A mulher que abandonou os dois filhos em Alcácer do Sal vai permanecer, para já, em Portugal. Marine Rousseau não será entregue de imediato às autoridades francesas, uma vez que o processo-crime que lhe foi instaurado em território nacional continua a decorrer no Departamento de Investigação e Ação Penal (DIAP) de Setúbal. A decisão foi conhecida esta terça-feira, dia 23, depois de a cidadã francesa ter sido ouvida no Tribunal da Relação de Évora, no âmbito do mandado de detenção europeu emitido por França.
Segundo o Ministério Público, durante a audição, "a cidadã consentiu na sua entrega ao Estado requerente, não renunciando ao princípio da especialidade". Contudo, o tribunal recusou parcialmente a execução do mandado relativamente aos factos investigados em Portugal. "Foi, de imediato, proferida decisão de recusa parcial do cumprimento do mandado de detenção europeu no que respeita aos factos ocorridos em Portugal e que são objeto do já referido processo que corre termos no DIAP de Setúbal", esclarece o Ministério Público.
Na prática, Marine Rousseau terá primeiro de responder perante a justiça portuguesa pelos alegados crimes cometidos em território nacional. Só depois da conclusão do julgamento e, caso venha a ser condenada, após o eventual cumprimento da pena, poderá ser entregue às autoridades francesas.
Desta forma, o mandado de detenção europeu fica limitado aos factos que não ocorreram em Portugal. Ainda assim, o Tribunal da Relação homologou a aceitação da entrega, optando, porém, por adiar a sua execução ao abrigo da legislação em vigor.
A lei prevê que, mesmo depois de validada a execução de um mandado de detenção europeu, a entrega da pessoa procurada possa ser suspensa para que esta seja julgada em Portugal ou, caso já tenha sido condenada, cumpra a respetiva pena no País.
A mesma decisão tinha sido tomada na semana passada relativamente a Marc Ballagrig, padrasto das duas crianças. O homem, de 55 anos, aceitou igualmente ser entregue a França, mas, por se encontrar em prisão preventiva no âmbito do processo português, a sua entrega apenas será concretizada quando deixar de ser necessária às autoridades judiciais nacionais.

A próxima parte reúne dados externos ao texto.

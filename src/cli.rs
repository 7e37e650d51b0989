use std::path::{Path, PathBuf};
use std::sync::Arc;

use dialoguer::{theme::ColorfulTheme, Confirm, Input, Password};
use laptophub::config::default_config_path;
use laptophub::protocol::{
    Avatar, Channel, ChangePasswordRequest, Listing, PasswordResetConfirm, ProfileUpdate,
    RegisterRequest, Review, ReviewInput, ReviewPatch, UserProfile,
};
use laptophub::{open_store, ApiClient, ClientConfig, LaptopHubError, Result, Session};
use tracing::debug;

use crate::ui::UI;
use crate::version::format_version_info;
use crate::{
    ChannelArgs, Commands, DeleteAccountArgs, LaptopArgs, LaptopsArgs, LoginArgs, PageArgs,
    PasswordCommand, ProfileCommand, ProfileUpdateArgs, RegisterArgs, ReviewCommand,
    VerifyEmailArgs,
};

/// CLI handler for processing commands
pub struct CliHandler {
    session: Session,
    config: ClientConfig,
    ui: UI,
}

O caso envolve os irmãos Zacharie (4) e Barthélémy (5), que foram trazidos de França para Portugal pela mãe e pelo padrasto. O casal entrou em território português a 11 de maio, através de Miranda do Corvo, no distrito de Coimbra. Três dias mais tarde, o pai das crianças comunicou o seu desaparecimento às autoridades francesas.
Os dois menores acabaram por ser encontrados em Alcácer do Sal por Alexandre Quintas, um padeiro que, entretanto, afirmou ter criado uma ligação especial às crianças e confessou sentir "saudades" dos dois irmãos, admitindo inclusivamente que gostaria de os receber em sua casa.